Anonymity: submissions are double-blind. Authors should take care not to include the names and affiliations of the authors in the paper, including when referring to previous work. Submitters should list all co-authors on the submitted work in EasyChair but not in the PDF of the submission. Citations to the authors’ own previous work should be written in the third person; e.g., instead of “We previously developed…(Smith, 2019)”, write “Smith (2019) previously developed…”. If this would compromise the paper’s clarity (i.e., it is necessary to identify previous work as belonging to the authors), use an anonymous citation, e.g., (Anonymous, 2019). These can be replaced in the camera-ready version. Additionally, wherever possible, authors should avoid referring to specific institutional details in the paper that could reveal their names or affiliations (for example “our team included officials from a large U.S. city” instead of “our team included officials from New York City”). However, institutional information may be included if it is necessary to the research content of the paper, even if it is suggestive of author affiliations.

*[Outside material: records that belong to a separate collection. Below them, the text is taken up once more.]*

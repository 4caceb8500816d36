//! Metadata tokens, the 32-bit references between metadata rows (ECMA-335 II.22).

use std::fmt;

/// A metadata token referencing a row of a metadata table.
///
/// - The high byte (bits 24-31) names the table
/// - The low 24 bits are the 1-based row index within that table
#[derive(Clone, Copy, PartialEq, Eq, PartialOrd, Ord, Hash)]
pub struct Token(pub u32);

impl Token {
    /// Creates a new token from a raw 32-bit value
    #[must_use]
    pub fn new(value: u32) -> Self {
        Token(value)
    }

    /// Returns the raw token value
    #[must_use]
    pub fn value(&self) -> u32 {
        self.0
    }

    /// Extracts the table type from the token (high byte)
    #[must_use]
    pub fn table(&self) -> u8 {
        (self.0 >> 24) as u8
    }

    /// Extracts the row index from the token (low 24 bits)
    #[must_use]
    pub fn row(&self) -> u32 {
        self.0 & 0x00FF_FFFF
    }

    /// Returns true if the row part is zero
    #[must_use]
    pub fn is_null(&self) -> bool {
        self.row() == 0
    }
}

impl From<u32> for Token {
    fn from(value: u32) -> Self {
        Token(value)
    }
}

impl fmt::Debug for Token {
    fn fmt(&self, f: &mut fmt::Formatter<'_>) -> fmt::Result {
        write!(
            f,
            "Token(0x{:08x}, table: 0x{:02x}, row: {})",
            self.0,
            self.table(),
            self.row()
        )
    }
}

impl fmt::Display for Token {
    fn fmt(&self, f: &mut fmt::Formatter<'_>) -> fmt::Result {
        write!(f, "0x{:08x}", self.0)
    }
}
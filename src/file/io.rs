//! Low-level little-endian reads over byte buffers.
//!
//! All metadata structures in a .NET PE image are little-endian. The helpers here are the
//! bounds-checked primitives every header and table reader is built on:
//!
//! - [`crate::file::io::read_le`] - Read a value from the start of a buffer
//! - [`crate::file::io::read_le_at`] - Read a value at an offset and advance the offset
//! - [`crate::file::io::read_le_at_dyn`] - Read a 2- or 4-byte heap/table index
//!
//! The [`crate::file::io::CilIO`] trait is implemented for `u8`, `u16`, `u32`, `u64` and their
//! signed counterparts.

use crate::Result;

/// Trait for numeric types that can be decoded from a little-endian byte array.
pub trait CilIO: Sized {
    /// Byte array type for this numeric type.
    type Bytes: Sized + for<'a> TryFrom<&'a [u8]>;

    /// Read T from a byte buffer in little-endian
    fn from_le_bytes(bytes: Self::Bytes) -> Self;
}

macro_rules! impl_cil_io {
    ($($ty:ty => $len:expr),* $(,)?) => {
        $(
            impl CilIO for $ty {
                type Bytes = [u8; $len];

                fn from_le_bytes(bytes: Self::Bytes) -> Self {
                    <$ty>::from_le_bytes(bytes)
                }
            }
        )*
    };
}

impl_cil_io! {
    u8 => 1,
    i8 => 1,
    u16 => 2,
    i16 => 2,
    u32 => 4,
    i32 => 4,
    u64 => 8,
    i64 => 8,
}

/// Safely reads a value of type `T` in little-endian byte order from the start of `data`.
///
/// # Errors
/// Returns [`crate::Error::OutOfBounds`] if there are insufficient bytes.
pub fn read_le<T: CilIO>(data: &[u8]) -> Result<T> {
    let mut offset = 0_usize;
    read_le_at(data, &mut offset)
}

/// Safely reads a value of type `T` in little-endian byte order at `offset`, advancing the
/// offset by the number of bytes read.
///
/// # Errors
/// Returns [`crate::Error::OutOfBounds`] if there are insufficient bytes.
pub fn read_le_at<T: CilIO>(data: &[u8], offset: &mut usize) -> Result<T> {
    let type_len = std::mem::size_of::<T>();
    let Some(end) = offset.checked_add(type_len) else {
        return Err(out_of_bounds_error!());
    };
    if end > data.len() {
        return Err(out_of_bounds_error!());
    }

    let Ok(read) = data[*offset..end].try_into() else {
        return Err(out_of_bounds_error!());
    };

    *offset = end;

    Ok(T::from_le_bytes(read))
}

/// Reads either a 2-byte or 4-byte little-endian index, promoted to `u32`.
///
/// Heap and table indexes in the metadata tables stream switch to 4 bytes once the heap or
/// table they point into grows past 16 bits.
///
/// # Errors
/// Returns [`crate::Error::OutOfBounds`] if there are insufficient bytes.
pub fn read_le_at_dyn(data: &[u8], offset: &mut usize, is_large: bool) -> Result<u32> {
    let res = if is_large {
        read_le_at::<u32>(data, offset)?
    } else {
        u32::from(read_le_at::<u16>(data, offset)?)
    };

    Ok(res)
}
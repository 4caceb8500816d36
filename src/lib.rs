// Copyright 2025 Johann Kempter
//
// Licensed under the Apache License, Version 2.0 (the "License");
// you may not use this file except in compliance with the License.
// You may obtain a copy of the License at
//
//     http://www.apache.org/licenses/LICENSE-2.0
//
// Unless required by applicable law or agreed to in writing, software
// distributed under the License is distributed on an "AS IS" BASIS,
// WITHOUT WARRANTIES OR CONDITIONS OF ANY KIND, either express or implied.
// See the License for the specific language governing permissions and
// limitations under the License.
//
// SPDX-License-Identifier: Apache-2.0

#![doc(html_no_source)]
#![deny(missing_docs)]
// - 'file/physical.rs' uses mmap to map a file into memory

//! # dotcontract
//!
//! Extracts the public surface of a .NET module and renders it as a canonical, diffable
//! Markdown contract with C#-like member declarations.
//!
//! ## Features
//!
//! - **Deterministic output** - identical modules render to byte-identical text
//! - **No runtime needed** - ECMA-335 metadata is read straight out of the PE image
//! - **Graceful degradation** - types that fail to load are listed, not fatal
//! - **Pluggable sources** - anything implementing [`MetadataProvider`] can feed the renderer
//! - **Parallel batches** - [`render_all`] renders many modules across threads
//!
//! ## Quick Start
//!
//! ```rust,no_run
//! use dotcontract::prelude::*;
//! use std::path::Path;
//!
//! let provider = CilMetadataProvider::new();
//! let contract = render_file(Path::new("Contoso.Shapes.dll"), &provider)?;
//! print!("{contract}");
//! # Ok::<(), dotcontract::Error>(())
//! ```
//!
//! ## Output Layout
//!
//! ````text
//! # Module: Contoso.Shapes
//!
//! ## Interfaces
//! ### IShape
//! ```csharp
//! // Properties
//! public double Area { get; }
//! ```
//!
//! ## Extension Methods
//! public IShape Scale(this IShape shape, double factor);
//! ````
//!
//! Types are grouped into [`Category`] sections in a fixed order, and sorted by name inside
//! each. Members named in [`EXCLUDED_MEMBER_NAMES`], constructors and accessor methods never
//! appear.
//!
//! ## Architecture
//!
//! - [`contract`] - the data model, classification, type formatting and text rendering
//! - [`provider`] - the [`MetadataProvider`] trait, [`CilMetadataProvider`] and
//!   [`InMemoryProvider`]
//! - [`metadata`] - ECMA-335 streams, tables and signatures read by the CIL provider
//!
//! ## Error Handling
//!
//! All fallible operations return [`Result<T>`]. A module that cannot be opened yields
//! [`Error::ModuleLoad`]; problems confined to a single type or member only degrade the output.

#[macro_use]
pub(crate) mod error;
pub(crate) mod file;

/// Shared functionality which is used in unit- and integration-tests
#[cfg(test)]
pub(crate) mod test;

/// Convenient re-exports of the most commonly used types and traits.
///
/// # Example
///
/// ```rust,no_run
/// use dotcontract::prelude::*;
///
/// let provider = CilMetadataProvider::with_config(LoaderConfig::minimal());
/// let results = render_all(&["A.dll", "B.dll"], &provider);
/// assert_eq!(results.len(), 2);
/// ```
pub mod prelude;

/// The contract model and its rendering.
///
/// See the module documentation for the classify, format and render pipeline.
pub mod contract;

/// ECMA-335 metadata parsing.
///
/// Only the parts needed to recover a module's public surface are implemented: the metadata
/// root and stream directory, the `#~` tables with their row readers, the `#Strings` and
/// `#Blob` heaps, and type signatures.
///
/// # Examples
///
/// ```rust,no_run
/// use dotcontract::CilModule;
/// use std::path::Path;
///
/// let module = CilModule::from_file(Path::new("Contoso.Shapes.dll"))?;
/// let tables = module.with_metadata(|metadata| metadata.tables.table_count());
/// println!("{tables} tables present");
/// # Ok::<(), dotcontract::Error>(())
/// ```
pub mod metadata;

/// Sources of type snapshots.
pub mod provider;

pub use error::{Error, Result};

/// Low-level file parsing utilities
pub use file::{parser::Parser, File};

/// The module loader used by [`CilMetadataProvider`].
pub use metadata::cilmodule::CilModule;

pub use contract::{
    classify, format, format_type_name, is_excluded, render, render_all, render_file,
    render_types, try_format, Category, ClassifiedResult, ClassifiedType, Decoration,
    MemberDefinition, MethodDefinition, ModuleTypes, Parameter, PropertyDefinition,
    TypeDefinition, TypeKind, TypeRef, BUILTIN_ALIASES, EXCLUDED_MEMBER_NAMES,
};

pub use provider::{
    CilMetadataProvider, CilModuleHandle, InMemoryProvider, LoaderConfig, MetadataProvider,
};
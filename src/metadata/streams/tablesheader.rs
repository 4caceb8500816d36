//! The header of the `#~` (or uncompressed `#-`) tables stream (ECMA-335 II.24.2.6).
//!
//! ```text
//! offset  size  field
//! 0       4     Reserved
//! 4       1     MajorVersion
//! 5       1     MinorVersion
//! 6       1     HeapSizes
//! 7       1     Reserved
//! 8       8     Valid      (bit n set = table n present)
//! 16      8     Sorted
//! 24      4*n   Rows       (one u32 per present table)
//! ...           Tables     (present tables back to back, in id order)
//! ```

use std::sync::Arc;

use strum::{EnumCount, IntoEnumIterator};

use crate::{
    file::io::{read_le, read_le_at, read_le_at_dyn},
    metadata::tables::{MetadataTable, RowReadable, TableId, TableInfo, TableInfoRef},
    Result,
};

/// `HeapSizes` bit signalling 4 extra bytes after the row counts.
const HEAP_EXTRA_DATA: u8 = 0x40;

/// Parsed tables stream header, with the location of every present table.
pub struct TablesHeader<'a> {
    /// Major version of the table schema
    pub major_version: u8,
    /// Minor version of the table schema
    pub minor_version: u8,
    /// Raw `HeapSizes` flags
    pub heap_sizes: u8,
    /// Bit vector of present tables
    pub valid: u64,
    /// Bit vector of sorted tables
    pub sorted: u64,
    /// Index widths derived from the row counts
    pub info: TableInfoRef,
    data: &'a [u8],
    table_offsets: Vec<usize>,
}

impl<'a> TablesHeader<'a> {
    /// Parse the header at the start of `data` and locate every present table.
    ///
    /// # Errors
    /// Returns [`crate::Error::OutOfBounds`] if the stream is truncated, or
    /// [`crate::Error::Malformed`] if it declares tables this reader does not know.
    pub fn from(data: &'a [u8]) -> Result<TablesHeader<'a>> {
        if data.len() < 24 {
            return Err(out_of_bounds_error!());
        }

        let major_version = read_le::<u8>(&data[4..])?;
        let minor_version = read_le::<u8>(&data[5..])?;
        let heap_sizes = read_le::<u8>(&data[6..])?;
        let valid = read_le::<u64>(&data[8..])?;
        let sorted = read_le::<u64>(&data[16..])?;

        if valid == 0 {
            return Err(malformed_error!("Tables stream declares no tables"));
        }
        if valid >> TableId::COUNT != 0 {
            return Err(malformed_error!(
                "Tables stream declares unsupported tables - 0x{:016X}",
                valid
            ));
        }

        let mut offset = 24_usize;
        let mut row_counts = vec![0u32; TableId::COUNT];
        for table_id in TableId::iter() {
            if valid & (1u64 << table_id as u8) != 0 {
                row_counts[table_id as usize] = read_le_at::<u32>(data, &mut offset)?;
            }
        }

        if heap_sizes & HEAP_EXTRA_DATA != 0 {
            offset += 4;
        }

        let info = Arc::new(TableInfo::new(&row_counts, heap_sizes));

        let mut table_offsets = vec![0usize; TableId::COUNT];
        for table_id in TableId::iter() {
            table_offsets[table_id as usize] = offset;

            let table_size =
                u64::from(row_counts[table_id as usize]) * u64::from(info.row_size(table_id));
            let Some(end) = usize::try_from(table_size)
                .ok()
                .and_then(|size| offset.checked_add(size))
            else {
                return Err(out_of_bounds_error!());
            };
            if end > data.len() {
                return Err(out_of_bounds_error!());
            }

            offset = end;
        }

        Ok(TablesHeader {
            major_version,
            minor_version,
            heap_sizes,
            valid,
            sorted,
            info,
            data,
            table_offsets,
        })
    }

    /// Number of rows in `table_id`, 0 if the table is absent.
    #[must_use]
    pub fn row_count(&self, table_id: TableId) -> u32 {
        self.info.get(table_id).rows
    }

    /// Returns `true` if `table_id` is present with at least one row.
    #[must_use]
    pub fn has_table(&self, table_id: TableId) -> bool {
        self.row_count(table_id) > 0
    }

    /// Number of present tables.
    #[must_use]
    pub fn table_count(&self) -> u32 {
        self.valid.count_ones()
    }

    /// Typed view over the table that `T` decodes, `None` if it has no rows.
    #[must_use]
    pub fn table<T: RowReadable>(&self) -> Option<MetadataTable<'a, T>> {
        let row_count = self.row_count(T::TABLE_ID);
        if row_count == 0 {
            return None;
        }

        let start = self.table_offsets[T::TABLE_ID as usize];
        MetadataTable::new(&self.data[start..], row_count, self.info.clone()).ok()
    }

    /// Map a logical row of `target` through its pointer table, if the stream has one.
    ///
    /// Uncompressed `#-` streams may reorder `Field`, `MethodDef`, `Param` and `Property` rows
    /// through `FieldPtr`, `MethodPtr`, `ParamPtr` and `PropertyPtr`. Without a pointer table the
    /// row is returned unchanged.
    ///
    /// # Errors
    /// Returns [`crate::Error::OutOfBounds`] if `row` is past the pointer table.
    pub fn resolve_indirection(&self, target: TableId, row: u32) -> Result<u32> {
        let pointer_table = match target {
            TableId::Field => TableId::FieldPtr,
            TableId::MethodDef => TableId::MethodPtr,
            TableId::Param => TableId::ParamPtr,
            TableId::Property => TableId::PropertyPtr,
            TableId::Event => TableId::EventPtr,
            _ => return Ok(row),
        };

        let pointer_rows = self.row_count(pointer_table);
        if pointer_rows == 0 {
            return Ok(row);
        }
        if row == 0 || row > pointer_rows {
            return Err(out_of_bounds_error!());
        }

        let row_size = self.info.row_size(pointer_table) as usize;
        let mut offset = self.table_offsets[pointer_table as usize] + (row as usize - 1) * row_size;
        read_le_at_dyn(self.data, &mut offset, self.info.is_large(target))
    }
}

Ethical considerations: Papers submitted to EAAMO are expected to engage with ethical challenges and implications of the work presented, and the review process will consider the soundness of such engagement alongside technical soundness. We strongly encourage papers to discuss ethical concerns or unintended adverse impacts that could result from the publication of the work, along with any precautions taken to mitigate these issues. For papers accepted in the archival track, this discussion may be included in a separate statement (up to 1 page long) that does not count towards the overall page limit.

For research that involves human participants or that uses sensitive data, it is particularly important that the paper describes steps taken to adhere to ethical norms for human subjects research, e.g., informed consent, protection of privacy, and how risks to participants were assessed and handled. The paper should also include disclosure regarding whether the study was approved by an Institutional Review Board (IRB) if such review is required (e.g., for human subjects research conducted by university members).

Language: We will only accept submissions in the English language. The conference is committed to building multilingual communities and aims to allow submissions in other languages at future events.

Financial support: we aim to increase accessibility by offering financial assistance to attend the conference. The application for this program will be available soon at conference.eaamo.org.

ACM policies: By submitting your article to an ACM Publication, you are hereby acknowledging that you and your co-authors are subject to all ACM Publications Policies, including ACM’s new Publications Policy on Research Involving Human Participants and Subjects. Alleged violations of this policy or any ACM Publications Policy will be investigated by ACM and may result in a full retraction of your paper, in addition to other potential penalties, as per ACM Publications Policy.

Please ensure that you and your co-authors obtain an ORCID ID, so you can complete the publishing process for your accepted paper. ACM has been involved in ORCID from the start and we have recently made a commitment to collect ORCID IDs from all of our published authors. We are committed to improve author discoverability, ensure proper attribution and contribute to ongoing community efforts around name normalization; your ORCID ID will help in these efforts.